Which of the lines below holds the string "center"? Copy every line that does.

___ Available records

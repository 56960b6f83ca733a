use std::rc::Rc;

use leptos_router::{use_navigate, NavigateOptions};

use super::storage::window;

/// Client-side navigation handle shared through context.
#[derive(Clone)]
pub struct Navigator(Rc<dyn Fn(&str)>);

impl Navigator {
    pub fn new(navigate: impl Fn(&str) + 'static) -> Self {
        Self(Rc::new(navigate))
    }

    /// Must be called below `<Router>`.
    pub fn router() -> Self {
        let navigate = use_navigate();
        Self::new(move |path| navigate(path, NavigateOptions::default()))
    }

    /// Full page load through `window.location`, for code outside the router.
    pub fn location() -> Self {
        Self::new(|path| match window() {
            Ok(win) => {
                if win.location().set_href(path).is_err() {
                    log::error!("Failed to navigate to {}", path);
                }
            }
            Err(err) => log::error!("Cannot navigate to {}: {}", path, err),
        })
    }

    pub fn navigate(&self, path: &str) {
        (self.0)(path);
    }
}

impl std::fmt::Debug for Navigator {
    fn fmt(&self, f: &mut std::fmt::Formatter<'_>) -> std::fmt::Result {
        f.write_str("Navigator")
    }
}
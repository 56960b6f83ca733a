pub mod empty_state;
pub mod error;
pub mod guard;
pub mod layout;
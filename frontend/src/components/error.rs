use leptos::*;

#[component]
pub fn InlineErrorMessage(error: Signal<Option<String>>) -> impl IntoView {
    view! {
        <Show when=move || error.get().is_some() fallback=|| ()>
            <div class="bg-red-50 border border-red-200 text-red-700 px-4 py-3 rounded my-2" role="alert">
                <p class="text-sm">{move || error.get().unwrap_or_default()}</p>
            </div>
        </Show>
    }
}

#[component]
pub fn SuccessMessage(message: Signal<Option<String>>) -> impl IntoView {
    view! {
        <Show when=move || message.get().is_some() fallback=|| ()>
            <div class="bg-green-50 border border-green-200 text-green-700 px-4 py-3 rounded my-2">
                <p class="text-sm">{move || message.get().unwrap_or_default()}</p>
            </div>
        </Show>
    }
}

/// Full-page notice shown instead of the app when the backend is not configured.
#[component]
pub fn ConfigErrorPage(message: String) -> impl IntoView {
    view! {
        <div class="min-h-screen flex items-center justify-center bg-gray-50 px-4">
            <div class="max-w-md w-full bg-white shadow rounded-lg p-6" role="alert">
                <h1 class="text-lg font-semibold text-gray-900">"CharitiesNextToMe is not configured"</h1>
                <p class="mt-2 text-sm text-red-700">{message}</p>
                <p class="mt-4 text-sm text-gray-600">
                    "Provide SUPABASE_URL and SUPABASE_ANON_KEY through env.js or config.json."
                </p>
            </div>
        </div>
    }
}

______
___ Available records

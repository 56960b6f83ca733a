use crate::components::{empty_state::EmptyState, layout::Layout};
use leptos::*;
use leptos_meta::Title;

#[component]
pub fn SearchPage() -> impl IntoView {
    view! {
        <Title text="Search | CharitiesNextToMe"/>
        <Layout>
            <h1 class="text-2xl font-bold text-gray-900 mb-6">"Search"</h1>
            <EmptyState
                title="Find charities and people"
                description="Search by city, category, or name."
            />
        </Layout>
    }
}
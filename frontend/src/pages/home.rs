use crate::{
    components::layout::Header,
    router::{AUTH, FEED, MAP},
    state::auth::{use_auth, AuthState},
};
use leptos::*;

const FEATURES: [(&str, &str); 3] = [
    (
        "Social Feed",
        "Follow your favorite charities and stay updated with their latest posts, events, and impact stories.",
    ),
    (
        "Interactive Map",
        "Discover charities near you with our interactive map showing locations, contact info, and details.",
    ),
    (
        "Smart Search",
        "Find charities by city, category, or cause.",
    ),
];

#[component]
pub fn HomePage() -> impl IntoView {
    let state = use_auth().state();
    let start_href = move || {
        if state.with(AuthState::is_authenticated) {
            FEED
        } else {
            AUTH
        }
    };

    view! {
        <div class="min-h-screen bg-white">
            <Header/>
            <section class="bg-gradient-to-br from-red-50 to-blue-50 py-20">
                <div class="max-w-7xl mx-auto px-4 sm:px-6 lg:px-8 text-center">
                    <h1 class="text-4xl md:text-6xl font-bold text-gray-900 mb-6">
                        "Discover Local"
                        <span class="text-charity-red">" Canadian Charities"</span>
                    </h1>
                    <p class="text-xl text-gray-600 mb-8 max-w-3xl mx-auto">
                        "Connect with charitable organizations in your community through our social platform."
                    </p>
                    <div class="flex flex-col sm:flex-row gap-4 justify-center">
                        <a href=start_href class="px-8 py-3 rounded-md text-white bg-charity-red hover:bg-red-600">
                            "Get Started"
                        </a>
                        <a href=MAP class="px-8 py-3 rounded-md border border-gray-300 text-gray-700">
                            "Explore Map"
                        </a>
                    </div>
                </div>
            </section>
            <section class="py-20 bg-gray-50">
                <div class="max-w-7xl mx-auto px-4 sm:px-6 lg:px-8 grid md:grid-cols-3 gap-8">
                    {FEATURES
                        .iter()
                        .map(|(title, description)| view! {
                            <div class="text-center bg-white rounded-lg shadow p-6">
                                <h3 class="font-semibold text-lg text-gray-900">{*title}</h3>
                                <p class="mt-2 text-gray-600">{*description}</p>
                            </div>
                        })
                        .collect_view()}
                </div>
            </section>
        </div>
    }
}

______

* Written response
        <div class="min-h-screen flex items-center justify-center bg-gray-50 px-4">
                <div class="max-w-7xl mx-auto px-4 sm:px-6 lg:px-8 text-center">
                    <div class="flex flex-col sm:flex-row gap-4 justify-center">
                            <div class="text-center bg-white rounded-lg shadow p-6">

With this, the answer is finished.